Before 2005, Stronach was recognized with racing’s highest honor, the Eclipse Award, twice as a breeder, three times as an owner, and has won the Sovereign Award, Canada’s Eclipse, eight times. With performances like the one witnessed by 15,000 people live and at the simulcasts — but with nary an ESPN or major network in sight — he is odds-on to add to these gaudy totals by year’s end.
In winning the Metropolitan Handicap as the 123-pound high weight by 6-¼ lengths, Ghostzapper’s mile in 1:33 1/5 is the fourth fastest in 112 runnings of the event and was the fourth Met Mile win for his Hall of Fame trainer, Bobby Frankel. He is scheduled to race only four more times this year, culminating with the Breeders’ Cup Classic at Belmont Park, where he is now 5-for-5, on October 29.
But he could race after the Breeders’ Cup, which will either be anticlimactic or an event for the ages. In the rarified air already accorded greats Dr. Fager and Forego, brilliant sprinters but also record holders at longer distances, Frankel has Ghostzapper’s degree of greatness fixed on the mighty Secretariat, who ended his career winning on grass in Canada. Canada is where Secretariat’s trainer Lucien Laurin and jockey Ron Turcotte were born, where Stronach made his fortune. Maybe mainstream North American sports fans will have seen or heard of Ghostzapper by then.
What made this year’s Met Mile so memorable, now and for years to come, was Ghostzapper’s participation in it. And, for that, a tip of the hat to the sportsman, Frank Stronach. It’s difficult if not impossible to envision another major owner/breeder risking a $10-million breeding season to race his horse as a 5-year-old.
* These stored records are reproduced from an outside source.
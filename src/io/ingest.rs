//! Dataset file parsing.
//!
//! Both files are whitespace-separated token streams:
//!
//! ```text
//! train                 <- identifier (ignored)
//! 2                     <- attribute count
//! 3                     <- record count
//! 1.0 2.0 10.5          <- attributes..., target   (training file)
//! 1.0 2.0               <- attributes...           (test file)
//! ```
//!
//! Line breaks carry no meaning; a record may span lines. Parsed features are
//! placed after a leading bias column of `1.0`.

use std::fs;
use std::path::Path;

use tracing::{debug, warn};

use crate::domain::{TestSet, TrainingSet};
use crate::error::OlsError;
use crate::math::Matrix;

/// Identifiers in the usual datasets are at most this long (`train`, `data`).
const MAX_IDENTIFIER_LEN: usize = 6;

/// Dataset header: identifier plus the two declared counts.
#[derive(Debug, Clone, PartialEq, Eq)]
pub struct Header {
    pub identifier: String,
    pub num_attributes: usize,
    pub num_records: usize,
}

impl Header {
    /// Design matrix width: the attributes plus the bias column.
    fn cols(&self) -> usize {
        self.num_attributes + 1
    }
}

/// Read and parse a training file.
pub fn read_training_file(path: &Path) -> Result<TrainingSet, OlsError> {
    let text = read_dataset_text(path)?;
    parse_training(&path.display().to_string(), &text)
}

/// Read and parse a test file.
pub fn read_test_file(path: &Path) -> Result<TestSet, OlsError> {
    let text = read_dataset_text(path)?;
    parse_test(&path.display().to_string(), &text)
}

/// Parse the contents of a training file. `source_name` is only used in errors.
pub fn parse_training(source_name: &str, text: &str) -> Result<TrainingSet, OlsError> {
    let mut tokens = Tokens::new(source_name, text);
    let header = tokens.header()?;
    let cols = header.cols();

    // Declared counts are untrusted; buffers grow with the tokens actually read.
    let mut x = Vec::new();
    let mut y = Vec::new();
    for record in 0..header.num_records {
        x.push(1.0);
        for attr in 0..header.num_attributes {
            x.push(tokens.float(&format!("record {}, attribute {}", record + 1, attr + 1))?);
        }
        y.push(tokens.float(&format!("record {}, target", record + 1))?);
    }
    tokens.finish();

    debug!(
        source = source_name,
        attributes = header.num_attributes,
        records = header.num_records,
        "parsed training file"
    );

    Ok(TrainingSet {
        identifier: header.identifier,
        num_attributes: header.num_attributes,
        x: Matrix::from_vec(header.num_records, cols, x)?,
        y: Matrix::from_vec(header.num_records, 1, y)?,
    })
}

/// Parse the contents of a test file. `source_name` is only used in errors.
pub fn parse_test(source_name: &str, text: &str) -> Result<TestSet, OlsError> {
    let mut tokens = Tokens::new(source_name, text);
    let header = tokens.header()?;
    let cols = header.cols();

    let mut x = Vec::new();
    for record in 0..header.num_records {
        x.push(1.0);
        for attr in 0..header.num_attributes {
            x.push(tokens.float(&format!("record {}, attribute {}", record + 1, attr + 1))?);
        }
    }
    tokens.finish();

    debug!(
        source = source_name,
        attributes = header.num_attributes,
        records = header.num_records,
        "parsed test file"
    );

    Ok(TestSet {
        identifier: header.identifier,
        num_attributes: header.num_attributes,
        x: Matrix::from_vec(header.num_records, cols, x)?,
    })
}

/// Parse only the header of a dataset.
pub fn parse_header(source_name: &str, text: &str) -> Result<Header, OlsError> {
    Tokens::new(source_name, text).header()
}

/// Read a dataset file into memory.
pub fn read_dataset_text(path: &Path) -> Result<String, OlsError> {
    fs::read_to_string(path)
        .map_err(|e| OlsError::malformed(path.display().to_string(), format!("cannot read file: {e}")))
}

/// Token cursor that remembers line numbers for error messages.
struct Tokens<'a> {
    source_name: &'a str,
    iter: Box<dyn Iterator<Item = (usize, &'a str)> + 'a>,
    last_line: usize,
}

impl<'a> Tokens<'a> {
    fn new(source_name: &'a str, text: &'a str) -> Self {
        let iter = text
            .lines()
            .enumerate()
            .flat_map(|(idx, line)| line.split_whitespace().map(move |tok| (idx + 1, tok)));
        Self {
            source_name,
            iter: Box::new(iter),
            last_line: 1,
        }
    }

    fn next(&mut self, what: &str) -> Result<(usize, &'a str), OlsError> {
        match self.iter.next() {
            Some((line, tok)) => {
                self.last_line = line;
                Ok((line, tok))
            }
            None => Err(OlsError::malformed(
                self.source_name,
                format!("unexpected end of input after line {} (expected {what})", self.last_line),
            )),
        }
    }

    fn header(&mut self) -> Result<Header, OlsError> {
        let (_, identifier) = self.next("identifier")?;
        if identifier.chars().count() > MAX_IDENTIFIER_LEN {
            debug!(identifier, "dataset identifier is longer than usual");
        }
        let num_attributes = self.count("attribute count")?;
        let num_records = self.count("record count")?;
        if num_records == 0 {
            return Err(OlsError::malformed(self.source_name, "record count must be at least 1"));
        }
        let fits = num_attributes
            .checked_add(1)
            .and_then(|cols| cols.checked_mul(num_records))
            .is_some();
        if !fits {
            return Err(OlsError::malformed(
                self.source_name,
                format!("{num_records} records of {num_attributes} attribute(s) exceed the addressable size"),
            ));
        }
        Ok(Header {
            identifier: identifier.to_string(),
            num_attributes,
            num_records,
        })
    }

    fn count(&mut self, what: &str) -> Result<usize, OlsError> {
        let (line, tok) = self.next(what)?;
        tok.parse::<usize>().map_err(|_| {
            OlsError::malformed(
                self.source_name,
                format!("line {line}: {what} must be a non-negative integer, got '{tok}'"),
            )
        })
    }

    fn float(&mut self, what: &str) -> Result<f64, OlsError> {
        let (line, tok) = self.next(what)?;
        match tok.parse::<f64>() {
            Ok(v) if v.is_finite() => Ok(v),
            _ => Err(OlsError::malformed(
                self.source_name,
                format!("line {line}: {what} must be a finite number, got '{tok}'"),
            )),
        }
    }

    /// Extra tokens after the declared records are ignored.
    fn finish(mut self) {
        let extra = self.iter.by_ref().count();
        if extra > 0 {
            warn!(
                source = self.source_name,
                extra, "ignoring tokens after the declared records"
            );
        }
    }
}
What will shock and awe many is that Stronach was a man of his word.
At the post-Breeders’ Cup press conference following Ghostzapper’s Classic victory at Lone Star Park last fall, a proud owner announced that he was keeping his horse in training at 5 because he wanted to give something back to the game. After Monday’s performance, it is clear he has done just that. In an industry where its leaders often talk the talk, Stronach walked his. Even his enemies must give him that.